Now these governments, striking deals behind closed doors with the private health industry, are giving us orders. The saddest thing is that we can do nothing more than to follow them and ‘stay inside’. Because, as it stands right now, public healthcare is crippled and the hungry wolves at pharmaceutical companies did not bother taking action for our health but instead for our money. Thankfully, their beloved systems, Capitalism and Plutocracy, are falling apart before their eyes. Since, by having companies compete for more and more profit, by allowing the private health industry to exert control over public healthcare and above all, by being ‘high on greed’, they have left the world completely unprepared for what was about to hit it. ‘Staying inside’ was the only viable option, but it led to an unprecedented economic collapse. The International Monetary Fund predicts a dive of the Global GDP to – 3.0 %. A number much lower than that of 0.1%, reached the year after the Financial crash of 2008. And a number perhaps worse than the one noted during the Great Depression of 1930s.

Do not be deceived, however. The upper classes, in accord with their governments, will find a way to preserve their wealth and maintain the system that enriches them. Already, President Trump has signed the largest ‘bail-out’ plan in American History and he will make – you – pay for it. Because, as always, those who pay for the burden are people like you in the middle, lower and working classes. Unless you do not do something about it be prepared for many more ‘coronaviruses’ to come. And, by ‘doing something’, I do not mean simply voting for ‘the other guy’ when elections come. We saw how unsuccessful the progressive movements of Bernie Sanders and Jeremy Corbyn were at ‘battling the establishment’ when playing by its rules. No government or company will ever ‘truly care for you’ because power and money are a corrupting force. Nature always finds the way to acknowledge our failures. And so, use this failure to expose the oppressive system that has let you down once again. Seek true and direct democracy, because history has taught us that positive change always comes when millions of people come together to fight for it. The people know best what the people need. Either stand up and look at them with the same apathy they looked at you all those years, or remain seated, exploited and ill.

Image credit: Fusion Medical Animation

 

One thought on “How were we so unprepared for this pandemic?

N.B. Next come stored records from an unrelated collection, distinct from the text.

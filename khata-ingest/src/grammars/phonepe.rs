//! PhonePe statement grammar.
//!
//! Line-oriented state machine keyed on the compound transaction-start
//! pattern: month-name date, a "Received from"/"Paid to" description, an
//! explicit CREDIT/DEBIT marker, and a following numeral. Once a transaction
//! is open, subsequent lines are scanned for the time + transaction ID, the
//! UTR number, and the closing "Credited to"/"Paid by" confirmation that
//! finalizes it. A trailing open transaction is flushed at end of input.
//!
//! If the state machine yields nothing, a looser document-wide pattern runs
//! as a fallback.

use anyhow::Result;
use khata_core::RawType;
use regex::Regex;
use tracing::debug;

use super::Grammar;
use crate::types::{Provider, RawCandidate};

pub struct PhonePeGrammar;

const MONTHS: &str = "Jan|Feb|Mar|Apr|May|Jun|Jul|Aug|Sep|Oct|Nov|Dec";

impl Grammar for PhonePeGrammar {
    fn provider(&self) -> Provider {
        Provider::PhonePe
    }

    fn extract(&self, text: &str) -> Result<Vec<RawCandidate>> {
        let start_re = Regex::new(&format!(
            r"(?i)((?:{MONTHS})\s+\d{{2}},\s+\d{{4}})\s+((?:Received from|Paid to).*?)\s+(CREDIT|DEBIT)\s+.*?(\d+(?:,\d+)*(?:\.\d+)?)"
        ))?;
        let time_txn_re =
            Regex::new(r"(?i)(\d{1,2}:\d{2}\s*(?:am|pm))\s+Transaction\s+ID\s+(\w+)")?;
        let utr_re = Regex::new(r"UTR\s+No\.\s+(\d+)")?;
        let confirm_re = Regex::new(r"(Credited to|Paid by)\s+(\w+)")?;

        let mut out = Vec::new();
        let mut current: Option<RawCandidate> = None;

        for line in text.lines().map(str::trim).filter(|l| !l.is_empty()) {
            if let Some(caps) = start_re.captures(line) {
                // A new start line closes whatever was still open.
                if let Some(open) = current.take() {
                    out.push(open);
                }

                let Ok(magnitude) = caps[4].replace(',', "").parse::<f64>() else {
                    continue;
                };
                let (amount, raw_type) = if caps[3].eq_ignore_ascii_case("DEBIT") {
                    (-magnitude, RawType::Debit)
                } else {
                    (magnitude, RawType::Credit)
                };

                current = Some(RawCandidate {
                    raw_type: Some(raw_type),
                    ..RawCandidate::new(caps[1].to_string(), amount, caps[2].trim())
                });
                continue;
            }

            let Some(open) = current.as_mut() else {
                continue;
            };
            if let Some(caps) = time_txn_re.captures(line) {
                open.time = Some(caps[1].to_string());
                continue;
            }
            if utr_re.is_match(line) {
                continue;
            }
            if confirm_re.is_match(line) {
                // Confirmation line finalizes the open transaction.
                if let Some(done) = current.take() {
                    out.push(done);
                }
            }
        }
        if let Some(open) = current {
            out.push(open);
        }

        if out.is_empty() {
            debug!("state machine found nothing, trying loose fallback pattern");
            out = self.extract_loose(text)?;
        }
        Ok(out)
    }
}

impl PhonePeGrammar {
    /// Document-wide fallback for statements the state machine cannot read.
    fn extract_loose(&self, text: &str) -> Result<Vec<RawCandidate>> {
        let loose_re = Regex::new(&format!(
            r"(?si)((?:{MONTHS})\s+\d{{2}},\s+\d{{4}}).*?(CREDIT|DEBIT).*?(\d+(?:,\d+)*(?:\.\d+)?)"
        ))?;

        let mut out = Vec::new();
        for caps in loose_re.captures_iter(text) {
            let Ok(magnitude) = caps[3].replace(',', "").parse::<f64>() else {
                continue;
            };
            let (amount, raw_type) = if caps[2].eq_ignore_ascii_case("DEBIT") {
                (-magnitude, RawType::Debit)
            } else {
                (magnitude, RawType::Credit)
            };
            out.push(RawCandidate {
                raw_type: Some(raw_type),
                ..RawCandidate::new(caps[1].to_string(), amount, "PhonePe transaction")
            });
        }
        Ok(out)
    }
}
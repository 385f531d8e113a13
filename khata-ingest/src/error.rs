//! Error taxonomy for statement parsing.
//!
//! Input errors surface directly to the caller with a user-actionable message
//! and are never retried. Everything recoverable (a page that yields no text,
//! a line that fails to convert) stays out of this type: those are warnings
//! on the result, not errors.

use thiserror::Error;

#[derive(Debug, Error)]
pub enum ParseError {
    #[error("the uploaded file is empty")]
    EmptyFile,

    #[error("the file is {actual_mb:.1} MB which exceeds the {limit_mb} MB limit")]
    FileTooLarge { actual_mb: f64, limit_mb: u64 },

    #[error("unsupported file format {extension:?}; only .pdf and .csv statements are supported")]
    UnsupportedFormat { extension: String },

    #[error(
        "this looks like a {found} statement but the {expected} analyzer is selected; \
         upload it in the {found} section instead"
    )]
    ProviderMismatch { found: String, expected: String },

    #[error("could not read the file as a PDF: {0}")]
    InvalidPdf(String),

    #[error("no text could be extracted from any page using any backend")]
    NoText,

    #[error("could not read CSV rows: {0}")]
    InvalidCsv(#[from] csv::Error),

    #[error(transparent)]
    Other(#[from] anyhow::Error),
}
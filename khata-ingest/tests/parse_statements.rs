//! End-to-end properties of the statement parsing pipeline, exercised
//! through the normalizer's public entry points.

use chrono::NaiveDate;
use khata_ingest::{ParseError, ParseOptions, Provider, StatementNormalizer};

fn normalizer() -> StatementNormalizer {
    StatementNormalizer::new(ParseOptions {
        today: NaiveDate::from_ymd_opt(2026, 8, 23),
        ..ParseOptions::default()
    })
}

const PAYTM_TEXT: &str = "\
Paytm UPI Statement
Date & Time Transaction Details
06 Nov
Received from Ramesh Kumar
UPI Ref 431200991122
+ Rs.1,200.00
07 Nov
Paid to Swiggy Bangalore
UPI Ref 431200991123
- Rs.300.00";

#[test]
fn test_paytm_scenario_from_end_to_end() {
    let result = normalizer()
        .parse_extracted(PAYTM_TEXT, Provider::Paytm)
        .unwrap();
    assert_eq!(result.transactions.len(), 2);

    let first = &result.transactions[0];
    assert_eq!(first.date, NaiveDate::from_ymd_opt(2024, 11, 6).unwrap());
    assert_eq!(first.amount, 1200.0);

    // The trailing buffer is flushed, categorized, and signed.
    let second = &result.transactions[1];
    assert_eq!(second.date, NaiveDate::from_ymd_opt(2024, 11, 7).unwrap());
    assert_eq!(second.amount, -300.0);
    assert_eq!(second.category, "Food & Dining");

    assert_eq!(result.total_received, 1200.0);
    assert_eq!(result.total_spent, 300.0);
}

#[test]
fn test_totals_identity_holds() {
    let result = normalizer()
        .parse_extracted(PAYTM_TEXT, Provider::Paytm)
        .unwrap();
    let sum: f64 = result.transactions.iter().map(|t| t.amount).sum();
    assert!((result.total_received - result.total_spent - sum).abs() < 1e-9);
}

#[test]
fn test_breakdown_amounts_and_percentages() {
    let text = "\
Nov 06, 2024 Paid to Swiggy DEBIT Rs.300.00
Nov 07, 2024 Paid to Uber DEBIT Rs.100.00
Nov 08, 2024 Received refund CREDIT Rs.50.00";
    let result = normalizer()
        .parse_extracted(text, Provider::Generic)
        .unwrap();

    // Each category's amount matches the sum of its debit transactions.
    for (category, summary) in &result.category_breakdown {
        let expected: f64 = result
            .transactions
            .iter()
            .filter(|t| t.amount < 0.0 && &t.category == category)
            .map(|t| t.amount.abs())
            .sum();
        assert!((summary.amount - expected).abs() < 1e-9, "{category}");
        assert_eq!(
            summary.count,
            result
                .transactions
                .iter()
                .filter(|t| t.amount < 0.0 && &t.category == category)
                .count()
        );
    }

    // Percentages sum to ~100 when anything was spent.
    let pct_sum: f64 = result
        .category_breakdown
        .values()
        .map(|s| s.percentage)
        .sum();
    assert!((pct_sum - 100.0).abs() < 1e-6);
}

#[test]
fn test_misleading_credit_token_scenario() {
    let text = "Nov 06, 2024 Paid to Swiggy Bangalore, CREDIT, Rs.250.00";
    let result = normalizer()
        .parse_extracted(text, Provider::Generic)
        .unwrap();
    assert_eq!(result.transactions.len(), 1);
    let txn = &result.transactions[0];
    // "Paid" implies debit; the comma-separated CREDIT token is not a
    // structural marker and does not flip the sign.
    assert_eq!(txn.amount, -250.0);
    assert_eq!(txn.category, "Food & Dining");
}

#[test]
fn test_no_zero_amounts_and_no_duplicates_in_any_result() {
    let text = "\
Nov 06, 2024 Paid to Swiggy DEBIT Rs.250.00
Nov 06, 2024 Paid to Swiggy DEBIT Rs.250.00
Nov 07, 2024 Ghost entry DEBIT Rs.0.00";
    let result = normalizer()
        .parse_extracted(text, Provider::Generic)
        .unwrap();

    assert!(result.transactions.iter().all(|t| t.amount != 0.0));
    let mut keys: Vec<_> = result
        .transactions
        .iter()
        .map(|t| (t.date, t.amount.to_bits(), t.description.clone()))
        .collect();
    keys.sort();
    keys.dedup();
    assert_eq!(keys.len(), result.transactions.len());
}

#[test]
fn test_csv_statement_end_to_end() {
    let csv = b"Date,Description,Amount,Type\n\
07/11/2024,Salary Credit ACME,50000,Cr\n\
06/11/2024,Swiggy order 1123,250.00,Dr\n";
    let result = normalizer().parse(csv, "bank_export.csv").unwrap();

    assert_eq!(result.transactions.len(), 2);
    // Ascending canonical order regardless of row order in the file.
    assert_eq!(
        result.transactions[0].date,
        NaiveDate::from_ymd_opt(2024, 11, 6).unwrap()
    );
    assert_eq!(result.transactions[0].amount, -250.0);
    assert_eq!(result.transactions[0].category, "Food & Dining");
    assert_eq!(result.transactions[1].amount, 50000.0);
    assert_eq!(result.total_received, 50000.0);
    assert_eq!(result.total_spent, 250.0);
}

#[test]
fn test_empty_file_rejected_before_extraction() {
    let err = normalizer().parse(b"", "statement.csv").unwrap_err();
    assert!(matches!(err, ParseError::EmptyFile));
}

#[test]
fn test_provider_mismatch_guidance() {
    let n = StatementNormalizer::new(ParseOptions {
        provider_context: Some("phonepe".to_string()),
        ..ParseOptions::default()
    });
    let err = n.parse(b"pdf bytes", "paytm_statement.pdf").unwrap_err();
    let message = err.to_string();
    assert!(message.contains("Paytm"));
    assert!(message.contains("PhonePe"));
}

#[test]
fn test_json_output_contract() {
    let result = normalizer()
        .parse_extracted(PAYTM_TEXT, Provider::Paytm)
        .unwrap();
    let json = serde_json::to_value(&result).unwrap();

    assert_eq!(json["transactions"][0]["date"], "2024-11-06");
    assert!(json["transactions"][0]["amount"].is_number());
    assert!(json["transactions"][0]["description"].is_string());
    assert!(json["transactions"][0]["category"].is_string());
    assert!(json["totalReceived"].is_number());
    assert!(json["totalSpent"].is_number());
    assert!(json["categoryBreakdown"].is_object());
    assert!(json["parseWarnings"].is_array());
}

#[test]
fn test_phonepe_statement_through_normalizer() {
    let text = "\
Nov 06, 2024 Received from Ramesh Kumar CREDIT ₹1,500
08:15 pm Transaction ID T2411062015
UTR No. 431200991122
Credited to XX1234";
    let result = normalizer()
        .parse_extracted(text, Provider::PhonePe)
        .unwrap();
    assert_eq!(result.transactions.len(), 1);
    assert_eq!(result.transactions[0].amount, 1500.0);
    assert_eq!(result.transactions[0].time.as_deref(), Some("08:15 pm"));
}

#[test]
fn test_kotak_statement_through_normalizer() {
    let text = "\
06-11-2024 UPI/SWIGGY/431200991122/pay 250.00(Dr) 12,450.00(Cr)
07-11-2024 NEFT SALARY ACME 50,000.00(Cr) 62,450.00(Cr)";
    let result = normalizer()
        .parse_extracted(text, Provider::Kotak)
        .unwrap();
    assert_eq!(result.transactions.len(), 2);
    assert_eq!(
        result.transactions[0].date,
        NaiveDate::from_ymd_opt(2024, 11, 6).unwrap()
    );
    assert_eq!(result.transactions[0].amount, -250.0);
    assert_eq!(result.transactions[1].amount, 50000.0);
}

#[test]
fn test_supermoney_statement_through_normalizer() {
    let text = "\
01/03/2024 Salary Credit INR 50,000.00
02/03/2024 Rent Payment Rs. 15,000.00";
    let result = normalizer()
        .parse_extracted(text, Provider::SuperMoney)
        .unwrap();
    assert_eq!(result.transactions.len(), 2);
    assert_eq!(
        result.transactions[0].date,
        NaiveDate::from_ymd_opt(2024, 3, 1).unwrap()
    );
    assert_eq!(result.transactions[0].amount, 50000.0);
    assert_eq!(result.transactions[1].amount, -15000.0);
}
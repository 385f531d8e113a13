//! Provider-specific extraction grammars.
//!
//! Each grammar turns extracted statement text into raw transaction
//! candidates. They share one interface so the normalizer can dispatch on the
//! sniffed provider without knowing any layout details.

pub mod generic;
pub mod kotak;
pub mod paytm;
pub mod phonepe;
pub mod supermoney;

use anyhow::Result;

use crate::types::{Provider, RawCandidate};

/// A provider-specific extraction strategy.
pub trait Grammar {
    fn provider(&self) -> Provider;

    /// Walk the full extracted text and emit raw candidates in document
    /// order. Individual malformed lines are skipped, never fatal.
    fn extract(&self, text: &str) -> Result<Vec<RawCandidate>>;
}

/// Look up the grammar for a sniffed provider.
pub fn for_provider(provider: Provider) -> Box<dyn Grammar> {
    match provider {
        Provider::Generic => Box::new(generic::GenericGrammar),
        Provider::Paytm => Box::new(paytm::PaytmGrammar),
        Provider::SuperMoney => Box::new(supermoney::SuperMoneyGrammar),
        Provider::Kotak => Box::new(kotak::KotakGrammar),
        Provider::PhonePe => Box::new(phonepe::PhonePeGrammar),
    }
}

#[cfg(test)]
mod tests {
    use super::*;

    #[test]
    fn test_registry_covers_every_provider() {
        for provider in [
            Provider::Generic,
            Provider::Paytm,
            Provider::SuperMoney,
            Provider::Kotak,
            Provider::PhonePe,
        ] {
            assert_eq!(for_provider(provider).provider(), provider);
        }
    }
}
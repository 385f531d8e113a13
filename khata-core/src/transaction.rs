//! Normalized transaction types and the parse output aggregate.

use std::collections::BTreeMap;

use chrono::NaiveDate;
use serde::{Deserialize, Serialize};

/// CREDIT/DEBIT marker as seen in the source statement, used only to
/// disambiguate sign when the amount does not already carry one.
#[derive(Debug, Clone, Copy, PartialEq, Eq, Serialize, Deserialize)]
#[serde(rename_all = "UPPERCASE")]
pub enum RawType {
    Credit,
    Debit,
}

/// Normalized output of statement parsing (provider-agnostic).
#[derive(Debug, Clone, PartialEq, Serialize, Deserialize)]
pub struct Transaction {
    pub date: NaiveDate,
    /// Negative means debit/outflow; positive means credit/inflow. INR.
    pub amount: f64,
    pub description: String,
    /// One label from the closed taxonomy; never source-provided.
    pub category: String,
    #[serde(skip_serializing_if = "Option::is_none")]
    pub raw_type: Option<RawType>,
    /// Time-of-day as printed in the source, when the provider includes one.
    #[serde(skip_serializing_if = "Option::is_none")]
    pub time: Option<String>,
}

/// Per-category spend aggregate (debits only).
#[derive(Debug, Clone, PartialEq, Serialize, Deserialize)]
pub struct CategorySummary {
    pub amount: f64,
    pub count: usize,
    pub percentage: f64,
}

/// Output of a single parse call. Transactions are in ascending date order;
/// callers may re-sort descending for display.
#[derive(Debug, Clone, PartialEq, Serialize, Deserialize)]
#[serde(rename_all = "camelCase")]
pub struct ParseResult {
    pub transactions: Vec<Transaction>,
    /// Sum of positive amounts.
    pub total_received: f64,
    /// Sum of absolute negative amounts.
    pub total_spent: f64,
    pub category_breakdown: BTreeMap<String, CategorySummary>,
    /// Non-fatal anomalies: defaulted dates, skipped pages, skipped candidates.
    pub parse_warnings: Vec<String>,
}

impl ParseResult {
    /// Well-formed empty result for statements where no grammar found anything.
    pub fn empty_with_warning(warning: impl Into<String>) -> Self {
        ParseResult {
            transactions: Vec::new(),
            total_received: 0.0,
            total_spent: 0.0,
            category_breakdown: BTreeMap::new(),
            parse_warnings: vec![warning.into()],
        }
    }

    /// Build the aggregate from an already filtered, deduped, sorted set.
    pub fn from_transactions(transactions: Vec<Transaction>, parse_warnings: Vec<String>) -> Self {
        let total_received: f64 = transactions
            .iter()
            .filter(|t| t.amount > 0.0)
            .map(|t| t.amount)
            .sum();
        let total_spent: f64 = transactions
            .iter()
            .filter(|t| t.amount < 0.0)
            .map(|t| t.amount.abs())
            .sum();

        let mut category_breakdown: BTreeMap<String, CategorySummary> = BTreeMap::new();
        for t in transactions.iter().filter(|t| t.amount < 0.0) {
            let entry = category_breakdown
                .entry(t.category.clone())
                .or_insert(CategorySummary {
                    amount: 0.0,
                    count: 0,
                    percentage: 0.0,
                });
            entry.amount += t.amount.abs();
            entry.count += 1;
        }
        if total_spent > 0.0 {
            for summary in category_breakdown.values_mut() {
                summary.percentage = summary.amount / total_spent * 100.0;
            }
        }

        ParseResult {
            transactions,
            total_received,
            total_spent,
            category_breakdown,
            parse_warnings,
        }
    }
}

  1. A great article, thanks Alex.
    There is a difficulty in taking action since, as you correctly point out, the middle classes are the payment engine for the world economies and, because there’s a degree of oppression that goes with being middle class, we lack the means to do anything impactful about global matters. Amassing individual voices to a point where they are heard, never mind headed, is, as history reveals, a dangerous and difficult task. The middle classes lack the resources in what seems to be a deliberately maintained system.
    Some form of capitalist socialism might be the answer since clearly none of the current political systems really work very well. I know taxes in the current capitalist systems are an attempt at adding a socialist element, but again that’s not really working as it stands.
    The love of money is Biblically quoted as the root of evil, but I venture that it’s avarice at the root.